07: Econometric Modeling

Functional form


Functional form

  • Transformation of variables is allowed without disturbing our analytical framework as long as the model is linear in parameter .

  • Transformation of variables change the interpretation of the coefficients estimates

Example models

log-linear

\(log(y_i)= \beta_0+\beta_1 x_i + u_i\)


linear-log

\(y_i= \beta_0+\beta_1 log(x_i) + u_i\)

log-log

\(log(y_i)= \beta_0+\beta_1 log(x_i) + u_i\)


quadratic

\(y_i= \beta_0 + \beta_1 x_i + \beta_2 x_i^2 + u_i\)

  • In the models we just saw, the dependent variable and independent variable are non-linearly related, how come are these models called simple linear model?

  • “linear” in simple linear model means that the model is linear in parameter , but not in variable

Examples: Non-linear models

\[\begin{align*} y_i=\beta_0+x_i^{\beta_1}+u_i \\ y_i=\frac{x_i}{\beta_0+\beta_1 x_i}+u_i \end{align*}\]


Note

Transformation of the dependent and independent variables would not affect the properties of the OLS estimator as long as the model is linear in parameter.
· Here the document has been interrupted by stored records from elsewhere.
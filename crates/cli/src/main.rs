mod cmd;
mod output;
mod setup;

use std::path::PathBuf;
use std::time::Duration;

use anyhow::Result;
use clap::{Args, Parser, Subcommand};
use tracing_subscriber::EnvFilter;

use probeship_lib::platform::Platform;

use crate::output::OutputFormat;

/// probeship - build and release the netprobify container image
#[derive(Parser)]
#[command(name = "probeship")]
#[command(author, version, about, long_about = None)]
struct Cli {
  /// Path to release.toml (default: $PROBESHIP_CONFIG, then ./release.toml)
  #[arg(short, long, global = true)]
  config: Option<PathBuf>,

  /// Enable verbose output
  #[arg(short, long, global = true)]
  verbose: bool,

  /// Output format
  #[arg(short, long, global = true, value_enum, default_value_t = OutputFormat::Text)]
  output: OutputFormat,

  #[command(subcommand)]
  command: Commands,
}

/// Which event a run reacts to. Without flags the GitHub Actions environment is read.
#[derive(Args, Debug, Clone, Default)]
pub struct TriggerArgs {
  /// Act on a `released` event for this release name
  #[arg(long = "ref", value_name = "NAME", conflicts_with = "manual")]
  pub ref_name: Option<String>,

  /// Act on a manual dispatch
  #[arg(long)]
  pub manual: bool,

  /// Commit sha of the manual dispatch
  #[arg(long, requires = "manual")]
  pub sha: Option<String>,

  /// Ref name of the manual dispatch
  #[arg(long, requires = "manual")]
  pub branch: Option<String>,
}

#[derive(Subcommand)]
enum Commands {
  /// Print the recipe as a Containerfile
  Render,

  /// Show the reference, platforms and instructions a release would use
  Plan {
    #[command(flatten)]
    trigger: TriggerArgs,
  },

  /// Build images locally without publishing
  Build {
    /// Platform to build (repeatable, default: every configured platform)
    #[arg(long = "platform", value_name = "OS/ARCH")]
    platforms: Vec<Platform>,
  },

  /// Build every platform and publish the multi-architecture image
  Release {
    #[command(flatten)]
    trigger: TriggerArgs,

    /// Publish to an in-memory registry instead of the configured one
    #[arg(long)]
    dry_run: bool,

    /// Write the run report as JSON to this path
    #[arg(long, value_name = "PATH")]
    report: Option<PathBuf>,

    /// Cancel the run after this long (e.g. "45m")
    #[arg(long, value_parser = humantime::parse_duration)]
    timeout: Option<Duration>,
  },

  /// Inspect or clear the layer cache
  Cache {
    #[command(subcommand)]
    action: CacheAction,
  },
}

#[derive(Subcommand)]
enum CacheAction {
  /// Show cache location and size
  Info,
  /// Remove every cached layer
  Clear,
}

fn main() -> Result<()> {
  let cli = Cli::parse();

  let default_level = if cli.verbose { "debug" } else { "info" };
  tracing_subscriber::fmt()
    .with_env_filter(EnvFilter::try_from_default_env().unwrap_or_else(|_| EnvFilter::new(default_level)))
    .with_writer(std::io::stderr)
    .without_time()
    .init();

  let config = cli.config.as_deref();
  match cli.command {
    Commands::Render => cmd::cmd_render(config),
    Commands::Plan { trigger } => cmd::cmd_plan(config, &trigger, cli.output),
    Commands::Build { platforms } => cmd::cmd_build(config, &platforms, cli.output),
    Commands::Release {
      trigger,
      dry_run,
      report,
      timeout,
    } => cmd::cmd_release(
      config,
      &trigger,
      &cmd::ReleaseOptions {
        dry_run,
        report,
        timeout,
      },
      cli.output,
    ),
    Commands::Cache { action } => match action {
      CacheAction::Info => cmd::cmd_cache_info(config, cli.output),
      CacheAction::Clear => cmd::cmd_cache_clear(config, cli.output),
    },
  }
}
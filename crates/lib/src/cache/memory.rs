//! In-process layer cache, used for dry runs and tests.

use std::collections::HashMap;

use async_trait::async_trait;
use tokio::sync::Mutex;

use super::{CacheError, CacheKey, CachedLayer, LayerCache};

#[derive(Debug, Default)]
pub struct MemoryCache {
  entries: Mutex<HashMap<CacheKey, CachedLayer>>,
}

impl MemoryCache {
  pub fn new() -> Self {
    Self::default()
  }

  pub async fn len(&self) -> usize {
    self.entries.lock().await.len()
  }

  pub async fn is_empty(&self) -> bool {
    self.entries.lock().await.is_empty()
  }

  pub async fn contains(&self, key: &CacheKey) -> bool {
    self.entries.lock().await.contains_key(key)
  }
}

#[async_trait]
impl LayerCache for MemoryCache {
  async fn get(&self, key: &CacheKey) -> Result<Option<CachedLayer>, CacheError> {
    Ok(self.entries.lock().await.get(key).cloned())
  }

  async fn put(&self, key: &CacheKey, layer: &CachedLayer) -> Result<(), CacheError> {
    self.entries.lock().await.insert(key.clone(), layer.clone());
    Ok(())
  }
}
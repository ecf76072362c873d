//! Implementation of the `probeship release` command.
//!
//! Reads the trigger, authenticates to the registry, builds every configured
//! platform and publishes the multi-architecture index under the derived
//! tag. With `--dry-run` the images are published to an in-memory registry.

use std::path::{Path, PathBuf};
use std::sync::Arc;
use std::time::Duration;

use anyhow::{Context, Result, bail};

use probeship_lib::registry::{HttpRegistry, MemoryRegistry, Registry};
use probeship_lib::release::{Orchestrator, ReleaseSettings, RunReport, TargetStatus};
use probeship_lib::secret::Credentials;

use crate::TriggerArgs;
use crate::output::{
  OutputFormat, format_duration, print_error, print_info, print_json, print_layers, print_stat, print_success,
  print_warning, short_digest, symbols,
};
use crate::setup::{cancellation, load_config, runtime, shared_inputs};

#[derive(Debug, Default)]
pub struct ReleaseOptions {
  pub dry_run: bool,
  pub report: Option<PathBuf>,
  pub timeout: Option<Duration>,
}

pub fn cmd_release(
  config: Option<&Path>,
  trigger: &TriggerArgs,
  options: &ReleaseOptions,
  output: OutputFormat,
) -> Result<()> {
  let config = load_config(config)?;
  let event = trigger.event()?;

  let (registry, credentials): (Arc<dyn Registry>, Credentials) = if options.dry_run {
    print_warning("Dry run: publishing to an in-memory registry");
    let credentials = config
      .credentials()
      .unwrap_or_else(|_| Credentials::new("dry-run", "dry-run"));
    (Arc::new(MemoryRegistry::new(&config.registry.host)), credentials)
  } else {
    let credentials = config.credentials().context("Registry credentials are not available")?;
    let registry = HttpRegistry::new(&config.registry.host, config.registry.insecure)
      .context("Failed to create registry client")?;
    (Arc::new(registry), credentials)
  };
  // a dry run never writes to the shared cache
  let inputs = shared_inputs(&config, (!options.dry_run).then_some(&credentials))?;

  let orchestrator = Orchestrator::new(
    registry,
    inputs,
    ReleaseSettings {
      repository: config.registry.repository.clone(),
      platforms: config.build.platforms.clone(),
      manual_tag: config.release.manual_tag.clone(),
      execute: config.execute_config(),
    },
  );

  let rt = runtime()?;
  let mut report = rt.block_on(async {
    let cancel = cancellation(options.timeout);
    orchestrator.run(event, &credentials, &cancel).await
  });
  report.dry_run = options.dry_run;

  if let Some(path) = &options.report {
    report
      .write(path)
      .with_context(|| format!("Failed to write report: {}", path.display()))?;
  }

  if output.is_json() {
    print_json(&report)?;
  } else {
    print_report(&report);
  }

  if !report.is_published() {
    bail!(
      "Release failed: {}",
      report.error.as_deref().unwrap_or("unknown error")
    );
  }
  Ok(())
}

fn print_report(report: &RunReport) {
  println!();
  print_info(&format!("Trigger: {}", report.trigger));
  if let Some(reference) = &report.reference {
    print_stat("Reference", reference);
  }

  for target in &report.targets {
    match (target.status, &target.manifest_digest) {
      (TargetStatus::Built, Some(digest)) => {
        println!(
          "  {} {} {}",
          symbols::SUCCESS,
          target.platform,
          short_digest(digest.as_str())
        );
        print_layers(target.cache_hits, target.cache_misses);
      }
      _ => println!(
        "  {} {} {}",
        symbols::ERROR,
        target.platform,
        target.error.as_deref().unwrap_or("not built")
      ),
    }
  }

  let states: Vec<&str> = report.history.iter().map(|t| t.to.as_str()).collect();
  print_stat("States", &states.join(&format!(" {} ", symbols::ARROW)));
  print_stat("Duration", &format_duration(Duration::from_millis(report.duration_ms)));

  match (&report.index_digest, &report.error) {
    (Some(digest), _) if report.is_published() => {
      print_stat("Blobs pushed", &report.blobs_pushed.to_string());
      print_stat("Blobs already present", &report.blobs_skipped.to_string());
      print_success(&format!("Published {}", digest));
    }
    (_, Some(error)) => print_error(error),
    _ => print_error("Release did not complete"),
  }
}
Consider a following model:

\[\begin{align*} \mbox{corn yield} = \beta_0 + \beta_1 \cdot \mbox{fertilizer} + \mu \end{align*}\]

Question

What is wrong with this model?


Answer It assumes that fertilizer affects corn yield the same way no matter how much fertilizer you apply. It does not reflect the reality that the impact of fertilizer becomes almost zero at some point. A better model?

Various functional forms

Model

\[\begin{align} log(y_i)= \beta_0+\beta_1 x_i + u_i \notag \end{align}\]

Calculus

Differentiating the both sides wrt \(x_i\),

\[\begin{align} \frac{1}{y_i}\cdot\frac{\partial y_i}{\partial x_i} = \beta_1 \Rightarrow \frac{\Delta y_i}{y_i} = \beta_1 \Delta x_i \notag \end{align}\]

Interpretation

\(\beta_1\) measures a percentage change in \(y_i\) (once multiplied by 100) when \(x_i\) is increased by one unit

Model

\[\begin{align} log(wage)=\beta_0 + \beta_1 educ + u \notag \end{align}\]

Calculus

Differentiating both sides with respect to \(educ\),

\[\begin{align} \frac{1}{wage} \frac{\partial wage}{\partial educ} = \beta_1 \Rightarrow \frac{\Delta wage}{wage} = \beta_1\Delta educ\notag \end{align}\]

Interpretation

If education increases by 1 year \((\Delta educ=1)\), then wage increases by \(\beta_1*100\%\) \((\frac{\Delta wage}{wage}=\beta_1)\)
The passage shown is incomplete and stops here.